Exercise
Could you copy, exactly as written, every line from the first line of the records through the one containing "const PRODUCER_TIMEOUT: Duration"?

[Stored data entries]
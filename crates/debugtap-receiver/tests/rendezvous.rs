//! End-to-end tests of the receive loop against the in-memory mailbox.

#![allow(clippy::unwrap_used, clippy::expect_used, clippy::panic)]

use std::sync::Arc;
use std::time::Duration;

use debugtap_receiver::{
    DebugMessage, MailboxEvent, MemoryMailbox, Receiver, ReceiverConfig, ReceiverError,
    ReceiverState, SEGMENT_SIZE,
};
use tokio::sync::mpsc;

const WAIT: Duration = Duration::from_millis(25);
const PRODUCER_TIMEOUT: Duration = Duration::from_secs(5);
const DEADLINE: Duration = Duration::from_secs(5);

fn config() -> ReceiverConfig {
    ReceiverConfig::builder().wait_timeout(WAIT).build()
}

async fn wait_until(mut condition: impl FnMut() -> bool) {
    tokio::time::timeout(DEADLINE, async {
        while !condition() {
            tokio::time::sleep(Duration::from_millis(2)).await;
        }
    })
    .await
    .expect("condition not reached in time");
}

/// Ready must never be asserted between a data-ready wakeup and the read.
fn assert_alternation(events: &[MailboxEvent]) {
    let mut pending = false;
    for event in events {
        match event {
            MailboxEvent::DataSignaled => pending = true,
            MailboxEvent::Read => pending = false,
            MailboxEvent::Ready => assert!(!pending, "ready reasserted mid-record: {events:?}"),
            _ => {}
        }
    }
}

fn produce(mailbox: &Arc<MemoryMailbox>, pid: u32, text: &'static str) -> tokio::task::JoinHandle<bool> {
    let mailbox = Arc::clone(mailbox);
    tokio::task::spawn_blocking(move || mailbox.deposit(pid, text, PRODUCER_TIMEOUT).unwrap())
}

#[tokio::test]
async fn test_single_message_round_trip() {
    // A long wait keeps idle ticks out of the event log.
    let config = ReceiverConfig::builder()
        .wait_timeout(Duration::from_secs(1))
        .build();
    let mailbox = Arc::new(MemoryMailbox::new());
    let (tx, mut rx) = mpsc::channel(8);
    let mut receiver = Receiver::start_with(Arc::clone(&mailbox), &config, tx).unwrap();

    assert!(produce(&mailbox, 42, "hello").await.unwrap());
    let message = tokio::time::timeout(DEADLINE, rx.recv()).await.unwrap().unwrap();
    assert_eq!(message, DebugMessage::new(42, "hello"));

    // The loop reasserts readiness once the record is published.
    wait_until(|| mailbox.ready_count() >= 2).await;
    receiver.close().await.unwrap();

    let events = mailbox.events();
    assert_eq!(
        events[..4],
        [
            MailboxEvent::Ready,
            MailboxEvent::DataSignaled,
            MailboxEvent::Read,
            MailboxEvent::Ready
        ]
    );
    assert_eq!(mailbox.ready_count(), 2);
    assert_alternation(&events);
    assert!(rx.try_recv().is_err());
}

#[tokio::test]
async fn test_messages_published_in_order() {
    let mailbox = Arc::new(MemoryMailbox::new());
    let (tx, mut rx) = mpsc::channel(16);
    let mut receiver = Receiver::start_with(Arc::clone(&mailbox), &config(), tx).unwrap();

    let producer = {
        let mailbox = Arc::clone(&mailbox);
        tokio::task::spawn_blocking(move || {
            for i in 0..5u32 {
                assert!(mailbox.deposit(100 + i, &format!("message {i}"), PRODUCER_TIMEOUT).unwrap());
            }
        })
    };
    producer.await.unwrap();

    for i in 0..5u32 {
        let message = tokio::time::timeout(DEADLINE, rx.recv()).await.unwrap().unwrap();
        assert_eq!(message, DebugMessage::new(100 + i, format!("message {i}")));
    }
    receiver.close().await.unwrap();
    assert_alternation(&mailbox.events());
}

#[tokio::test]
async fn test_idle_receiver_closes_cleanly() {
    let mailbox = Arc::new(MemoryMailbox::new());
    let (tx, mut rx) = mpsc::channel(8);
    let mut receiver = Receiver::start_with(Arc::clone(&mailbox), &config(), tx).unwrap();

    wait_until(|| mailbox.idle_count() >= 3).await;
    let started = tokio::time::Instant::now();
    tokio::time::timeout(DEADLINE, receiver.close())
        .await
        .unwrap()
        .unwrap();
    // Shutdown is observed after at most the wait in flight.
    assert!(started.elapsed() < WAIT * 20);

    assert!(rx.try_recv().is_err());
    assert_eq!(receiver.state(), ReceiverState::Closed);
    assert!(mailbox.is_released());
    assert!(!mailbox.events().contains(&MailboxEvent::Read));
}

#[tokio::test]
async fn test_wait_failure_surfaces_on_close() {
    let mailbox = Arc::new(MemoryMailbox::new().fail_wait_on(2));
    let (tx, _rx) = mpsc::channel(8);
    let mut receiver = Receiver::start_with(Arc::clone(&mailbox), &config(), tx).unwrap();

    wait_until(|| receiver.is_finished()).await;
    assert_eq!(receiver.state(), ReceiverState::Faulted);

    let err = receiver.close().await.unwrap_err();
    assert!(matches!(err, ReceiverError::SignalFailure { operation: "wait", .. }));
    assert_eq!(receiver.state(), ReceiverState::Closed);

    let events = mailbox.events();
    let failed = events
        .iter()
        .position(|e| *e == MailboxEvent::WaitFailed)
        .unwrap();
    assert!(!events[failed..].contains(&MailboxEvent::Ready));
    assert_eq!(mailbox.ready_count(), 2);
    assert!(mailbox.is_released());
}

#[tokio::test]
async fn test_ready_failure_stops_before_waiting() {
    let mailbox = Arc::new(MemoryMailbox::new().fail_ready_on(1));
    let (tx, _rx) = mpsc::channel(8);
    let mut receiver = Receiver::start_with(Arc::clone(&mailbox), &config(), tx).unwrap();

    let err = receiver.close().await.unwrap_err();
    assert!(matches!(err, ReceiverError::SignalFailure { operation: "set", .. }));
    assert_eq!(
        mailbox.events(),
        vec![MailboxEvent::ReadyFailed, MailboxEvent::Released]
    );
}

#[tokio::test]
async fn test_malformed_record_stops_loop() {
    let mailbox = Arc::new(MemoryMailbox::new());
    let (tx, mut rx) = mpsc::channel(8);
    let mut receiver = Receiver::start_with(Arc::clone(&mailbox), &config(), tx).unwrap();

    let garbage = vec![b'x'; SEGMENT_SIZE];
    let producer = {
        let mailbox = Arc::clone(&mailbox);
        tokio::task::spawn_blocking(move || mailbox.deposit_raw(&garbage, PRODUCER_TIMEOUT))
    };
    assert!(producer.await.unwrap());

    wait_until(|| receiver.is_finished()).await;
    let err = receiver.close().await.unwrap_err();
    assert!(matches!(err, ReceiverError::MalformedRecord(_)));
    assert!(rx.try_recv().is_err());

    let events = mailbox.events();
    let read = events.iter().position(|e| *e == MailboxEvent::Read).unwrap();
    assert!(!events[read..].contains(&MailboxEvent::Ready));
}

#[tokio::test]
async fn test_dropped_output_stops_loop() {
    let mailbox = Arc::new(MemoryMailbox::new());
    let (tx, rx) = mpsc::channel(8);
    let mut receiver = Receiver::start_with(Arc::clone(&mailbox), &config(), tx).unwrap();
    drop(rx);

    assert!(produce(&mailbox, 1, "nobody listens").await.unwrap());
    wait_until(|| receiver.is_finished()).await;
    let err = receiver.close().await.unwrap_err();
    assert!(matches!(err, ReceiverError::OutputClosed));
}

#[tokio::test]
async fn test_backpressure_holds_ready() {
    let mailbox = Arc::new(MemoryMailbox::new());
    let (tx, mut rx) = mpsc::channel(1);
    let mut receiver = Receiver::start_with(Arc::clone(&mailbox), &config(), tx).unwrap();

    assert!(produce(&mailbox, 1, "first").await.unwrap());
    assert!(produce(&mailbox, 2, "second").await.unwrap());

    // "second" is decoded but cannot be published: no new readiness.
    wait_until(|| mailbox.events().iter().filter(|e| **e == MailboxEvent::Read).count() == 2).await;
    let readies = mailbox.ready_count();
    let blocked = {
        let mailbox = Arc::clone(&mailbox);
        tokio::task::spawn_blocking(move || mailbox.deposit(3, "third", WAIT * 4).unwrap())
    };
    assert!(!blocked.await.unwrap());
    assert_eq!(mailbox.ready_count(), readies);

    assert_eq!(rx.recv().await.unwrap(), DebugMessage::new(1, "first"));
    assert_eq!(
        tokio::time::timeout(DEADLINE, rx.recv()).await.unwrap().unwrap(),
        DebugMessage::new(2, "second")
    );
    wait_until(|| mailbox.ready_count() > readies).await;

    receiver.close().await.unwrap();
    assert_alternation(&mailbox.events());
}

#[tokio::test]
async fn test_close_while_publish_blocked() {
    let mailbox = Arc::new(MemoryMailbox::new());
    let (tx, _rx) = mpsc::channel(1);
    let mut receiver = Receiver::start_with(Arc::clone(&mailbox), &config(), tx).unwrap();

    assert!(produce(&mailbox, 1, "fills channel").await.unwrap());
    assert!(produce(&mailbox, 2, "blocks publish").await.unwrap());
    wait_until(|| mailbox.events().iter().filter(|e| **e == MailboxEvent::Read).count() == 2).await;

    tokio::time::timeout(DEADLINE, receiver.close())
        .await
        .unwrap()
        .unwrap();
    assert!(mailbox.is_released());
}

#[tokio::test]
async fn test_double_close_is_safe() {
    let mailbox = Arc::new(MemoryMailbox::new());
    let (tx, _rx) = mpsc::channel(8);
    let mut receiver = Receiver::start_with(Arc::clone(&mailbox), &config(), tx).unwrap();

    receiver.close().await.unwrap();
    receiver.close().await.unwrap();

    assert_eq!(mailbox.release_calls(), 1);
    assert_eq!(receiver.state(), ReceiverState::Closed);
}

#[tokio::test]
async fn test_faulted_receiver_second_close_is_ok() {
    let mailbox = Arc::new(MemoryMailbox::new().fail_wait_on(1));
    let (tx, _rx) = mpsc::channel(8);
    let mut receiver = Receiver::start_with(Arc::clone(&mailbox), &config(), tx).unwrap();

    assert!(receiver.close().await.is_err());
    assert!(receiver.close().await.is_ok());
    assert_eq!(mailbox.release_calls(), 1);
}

The answer
filename crates/debugtap-receiver/tests/rendezvous.rs
//! End-to-end tests of the receive loop against the in-memory mailbox.

#![allow(clippy::unwrap_used, clippy::expect_used, clippy::panic)]

use std::sync::Arc;
use std::time::Duration;

use debugtap_receiver::{
    DebugMessage, MailboxEvent, MemoryMailbox, Receiver, ReceiverConfig, ReceiverError,
    ReceiverState, SEGMENT_SIZE,
};
use tokio::sync::mpsc;

const WAIT: Duration = Duration::from_millis(25);
const PRODUCER_TIMEOUT: Duration = Duration::from_secs(5);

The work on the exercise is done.